I have a toddler. He’s two-and-a-half. I have been trying this “timeout” thing for about a year. It doesn’t freaking work – not for any extended period of time anyway. I’m doing everything they say you should; I remove him from his environment, I put him in his crib or some other solitary place, I wait for the tantrum to end, and I retrieve him. He’s totally unaffected by this form of punishment. What the hell?

Melinda Wenner Moyer of Slate questioned her use of timeouts due to certain studies saying that they may not be the best way to discipline a child:

So there I was last week, perusing a preschool parent handbook, when I stumbled across a curious anti-timeout policy. ”Time-out is not an effective form of discipline,” the packet explained. ”This focuses on the negative and alienates the child.”

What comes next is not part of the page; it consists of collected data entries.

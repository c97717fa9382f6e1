//! Session error taxonomy
//!
//! Credential and token failures collapse into one opaque outward signal
//! when converted to an HTTP response; see `crate::error`.

use super::google::IdentityError;
use super::jwt::JwtError;
use super::password::PasswordError;
use super::repository::RepositoryError;
use thiserror::Error;

/// Errors returned by `SessionService`
#[derive(Debug, Error)]
pub enum AuthError {
    /// Bad email/password, or a malformed, expired or wrong-type token
    #[error("Invalid credentials")]
    InvalidCredentials,

    /// Registration with an email that is already taken
    #[error("Account already exists")]
    AccountExists,

    #[error("Identity assertion rejected: {0}")]
    IdentityAssertionInvalid(#[source] IdentityError),

    #[error("Identity login is not configured")]
    IdentityNotConfigured,

    #[error("Refresh token not found")]
    TokenNotFound,

    #[error("Refresh token revoked or expired")]
    TokenRevokedOrExpired,

    /// Stored hash could not be produced or parsed
    #[error("Password hash error: {0}")]
    HashFormat(#[from] PasswordError),

    #[error("Storage failure: {0}")]
    Storage(String),

    #[error("Invalid input: {0}")]
    InvalidInput(String),

    #[error("Internal error: {0}")]
    Internal(String),
}

impl AuthError {
    /// Failures that must all look the same to the caller
    pub fn is_authentication_failure(&self) -> bool {
        matches!(
            self,
            AuthError::InvalidCredentials
                | AuthError::IdentityAssertionInvalid(_)
                | AuthError::TokenNotFound
                | AuthError::TokenRevokedOrExpired
        )
    }
}

impl From<RepositoryError> for AuthError {
    fn from(err: RepositoryError) -> Self {
        match err {
            RepositoryError::EmailAlreadyExists => AuthError::AccountExists,
            RepositoryError::TokenNotFound => AuthError::TokenNotFound,
            RepositoryError::DuplicateTokenId => {
                AuthError::Internal("refresh token id collision".to_string())
            }
            RepositoryError::DatabaseError(msg) => AuthError::Storage(msg),
        }
    }
}

impl From<JwtError> for AuthError {
    fn from(err: JwtError) -> Self {
        match err {
            JwtError::EncodingError(e) => AuthError::Internal(format!("token signing failed: {e}")),
            JwtError::SystemTimeError(e) => AuthError::Internal(e.to_string()),
            JwtError::UnsupportedAlgorithm(alg) => {
                AuthError::Internal(format!("unsupported algorithm {alg}"))
            }
            JwtError::LifetimeOutOfRange(ttl) => {
                AuthError::Internal(format!("token lifetime {ttl}s out of range"))
            }
            _ => AuthError::InvalidCredentials,
        }
    }
}

impl From<IdentityError> for AuthError {
    fn from(err: IdentityError) -> Self {
        match err {
            IdentityError::NotConfigured => AuthError::IdentityNotConfigured,
            IdentityError::KeyFetch(msg) => {
                AuthError::Internal(format!("identity provider keys unavailable: {msg}"))
            }
            other => AuthError::IdentityAssertionInvalid(other),
        }
    }
}
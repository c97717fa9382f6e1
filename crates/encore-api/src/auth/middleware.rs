//! Access-token guard for protected routes
//!
//! Extracts and validates the bearer access token from the Authorization
//! header. On success, adds the authenticated user to request extensions.
use super::jwt::{extract_bearer_token, Claims, JwtError};
use super::models::ADMIN_ROLE;
use crate::audit::{audit_log, AuditEvent};
use crate::error::AppError;
use crate::state::AppState;
use axum::{
    body::Body,
    extract::{Request, State},
    http::header,
    middleware::Next,
    response::Response,
};
use serde::{Deserialize, Serialize};
use std::sync::Arc;
use uuid::Uuid;

/// Authenticated user information extracted from an access token
///
/// Handlers extract it with `Extension<AuthenticatedUser>`.
#[derive(Debug, Clone, Serialize, Deserialize)]
pub struct AuthenticatedUser {
    pub user_id: Uuid,
    pub email: String,
    pub roles: Vec<String>,
    /// Token ID of the access token
    pub jti: String,
}

impl AuthenticatedUser {
    pub fn has_role(&self, role: &str) -> bool {
        self.roles.iter().any(|r| r == role)
    }

    pub fn is_admin(&self) -> bool {
        self.has_role(ADMIN_ROLE)
    }
}

impl TryFrom<Claims> for AuthenticatedUser {
    type Error = JwtError;

    fn try_from(claims: Claims) -> Result<Self, Self::Error> {
        Ok(Self {
            user_id: claims.user_id()?,
            email: claims.email,
            roles: claims.roles,
            jti: claims.jti,
        })
    }
}

/// Authentication middleware that requires a valid access token
///
/// A missing header yields `401 UNAUTHORIZED`. Any presented token that
/// fails verification, including a refresh token, yields the opaque
/// `401 AUTHENTICATION_FAILED`.
///
/// # Usage
///
/// ```ignore
/// use axum::{middleware, routing::get, Router};
/// use encore_api::auth::middleware::auth_middleware;
///
/// let app = Router::new()
///     .route("/protected", get(protected_handler))
///     .route_layer(middleware::from_fn_with_state(state.clone(), auth_middleware));
/// ```
pub async fn auth_middleware(
    State(state): State<Arc<AppState>>,
    mut request: Request<Body>,
    next: Next,
) -> Result<Response, AppError> {
    let auth_header = request
        .headers()
        .get(header::AUTHORIZATION)
        .ok_or(AppError::Unauthorized)?
        .to_str()
        .map_err(|_| AppError::AuthenticationFailed)?;

    let token = extract_bearer_token(auth_header).ok_or(AppError::AuthenticationFailed)?;

    let user = state
        .sessions
        .codec()
        .verify_access(token)
        .and_then(AuthenticatedUser::try_from)
        .map_err(|e| {
            tracing::debug!(error = %e, "Access token rejected");
            AppError::AuthenticationFailed
        })?;

    request.extensions_mut().insert(user);

    Ok(next.run(request).await)
}

/// Type alias for role middleware future
type RoleMiddlewareFuture =
    std::pin::Pin<Box<dyn std::future::Future<Output = Result<Response, AppError>> + Send>>;

/// Middleware factory for role-based access control
///
/// Must be layered inside `auth_middleware`. Admins pass every role check.
///
/// # Example
///
/// ```ignore
/// let admin = Router::new()
///     .route("/admin/users/:id/revoke-all", post(admin_revoke_all_handler))
///     .route_layer(middleware::from_fn(require_role("admin")))
///     .route_layer(middleware::from_fn_with_state(state, auth_middleware));
/// ```
pub fn require_role(
    required_role: &'static str,
) -> impl Fn(Request<Body>, Next) -> RoleMiddlewareFuture + Clone {
    move |request: Request<Body>, next: Next| {
        Box::pin(async move {
            let user = request
                .extensions()
                .get::<AuthenticatedUser>()
                .ok_or(AppError::Unauthorized)?
                .clone();

            if !user.has_role(required_role) && !user.is_admin() {
                audit_log(&AuditEvent::AccessDenied {
                    user_id: user.user_id,
                    resource: request.uri().path().to_string(),
                    required_role: required_role.to_string(),
                });

                return Err(AppError::Forbidden);
            }

            Ok(next.run(request).await)
        })
    }
}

I felt an immediate pang of guilt.

I feel her pain. It seems like there is always some new advice, telling us why the advice we followed last month is actually totally wrong and we’ve probably irreparably damaged our children.

This led her to a very thoughtful analysis of several studies on both negative and positive discipline tactics. The result? Timeouts work if you do them right. Damn.

Overall, how well do timeouts work compared to other disciplinary tactics? In a systematic review of 41 studies published in 2012, psychologist Daniela Owen at the San Francisco Bay Area Center for Cognitive Therapy and her colleagues at Stony Brook University evaluated how well various types of nonphysical interventions improved kids’ subsequent behavior. This included forms of ”positive” discipline like praise, encouragement, and hugs, as well as ”negative” feedback like timeouts, ignoring, reprimands, and stern looks. They found that timeouts and other negative responses were associated with increased compliance in every study they reviewed, far more so than the ”positive” disciplinary tactics.

The trick is, you have to make sure you are providing a nurturing, fun, caring environment for your child so that when they are taken away from that environment it’s actually a punishment. And you don’t have to actually remove your child from a setting for a timeout to be effective. You just have to withhold certain things, like attention and eye-contact as long as the bad behavior persists. It’s interesting that most of these studies turn very introspective, very quick. Maybe my toddler isn’t the one doing something wrong – maybe I am.